Since the legislative-boundary proposal does not have the effect of prohibiting multi-member districts, the ballot summary is not misleading for the failure to mention this purported "effect."

III. CONCLUSION

In conclusion, we hold that the proposed amendments meet the legal requirements of article XI, section 3 of the Florida Constitution, and the ballot titles and summaries comply with section 101.161(1), Florida Statutes (2008). Accordingly, we approve the amendments for placement on the ballot.

It is so ordered.

QUINCE, C.J., and ANSTEAD, Senior Justice, concur.

WELLS, CANADY, and POLSTON, JJ., concur in result only.

PARIENTE, J., recused.

NOTES

[1] That senate district connected a region of Lee County with a region of Palm Beach County across the waters of Lake Okeechobee without any connecting territory on either the northern or southern shores of the lake. See id. at 828. Thus, the only way to travel from one end of the district to the other without passing through another district was by boat.
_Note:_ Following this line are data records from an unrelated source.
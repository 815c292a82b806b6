use async_trait::async_trait;

use crate::firestore::error::FirestoreResult;
use crate::firestore::model::Timestamp;
use crate::firestore::remote::mutation::MutationBatch;

/// The subset of local persistence the remote store depends on.
///
/// The remote store itself never touches disk or the document cache; it
/// only needs to drain the mutation queue into the write pipeline and
/// remember the write stream token across restarts. Everything else
/// (applying remote events, resolving limbo documents, persisting query
/// results) is the local store's business and happens through
/// [`crate::firestore::remote::RemoteSyncer`] instead.
#[cfg_attr(target_arch = "wasm32", async_trait(?Send))]
#[cfg_attr(not(target_arch = "wasm32"), async_trait)]
pub trait LocalStore: Send + Sync {
    /// Returns the oldest queued batch with `batch_id` greater than
    /// `after_batch_id` (or the oldest batch at all when `None`).
    async fn next_mutation_batch_after(
        &self,
        after_batch_id: Option<i32>,
    ) -> FirestoreResult<Option<MutationBatch>>;

    /// Returns the write stream token persisted from the last successful
    /// handshake or write response, if any.
    async fn last_stream_token(&self) -> FirestoreResult<Option<Vec<u8>>>;

    /// Persists the write stream token returned by the most recent
    /// handshake or write response, so a future process restart can resume
    /// the stream without replaying already-acknowledged writes.
    async fn set_last_stream_token(&self, token: Option<Vec<u8>>) -> FirestoreResult<()>;

    /// Returns the snapshot version of the last remote event applied to the
    /// local cache, used to prime a freshly (re)started watch stream's
    /// resume point.
    async fn last_remote_snapshot_version(&self) -> FirestoreResult<Option<Timestamp>>;
}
[2] One legal dictionary has explained:

"[O]r" has an inclusive sense as well as an exclusive sense. Hence:

. . . .

• The "inclusive or": A or B, or both

• The "exclusive or": A or B, but not both.

Bryan A. Garner, A Dictionary of Modern Legal Usage 624 (2d ed.1995).

[3] In Branch v. Smith, 538 U.S. 254, 273, 123 S. Ct. 1429, 155 L. Ed. 2d 407 (2003), the Supreme Court determined that "that in enacting 2 U.S.C. § 2c, Congress mandated that States are to provide for the election of their Representatives from single-member districts." Thus, even if the congressional-boundary amendment were interpreted to mandate single-member districts, this proposal would be consistent with federal law.

[4] The proposals here are decidedly different from the proposed amendment that this Court struck from the ballot in Nonpartisan. In Nonpartisan, the proposal deleted article III, section 16(a) in its entirety and inserted a new section 16(a), which would have required "single-member" districts of "convenient contiguous territory." See 926 So.2d at 1221. Thus, in Nonpartisan, there was an express repeal of the constitutional provision that allowed districts to be overlapping and identical.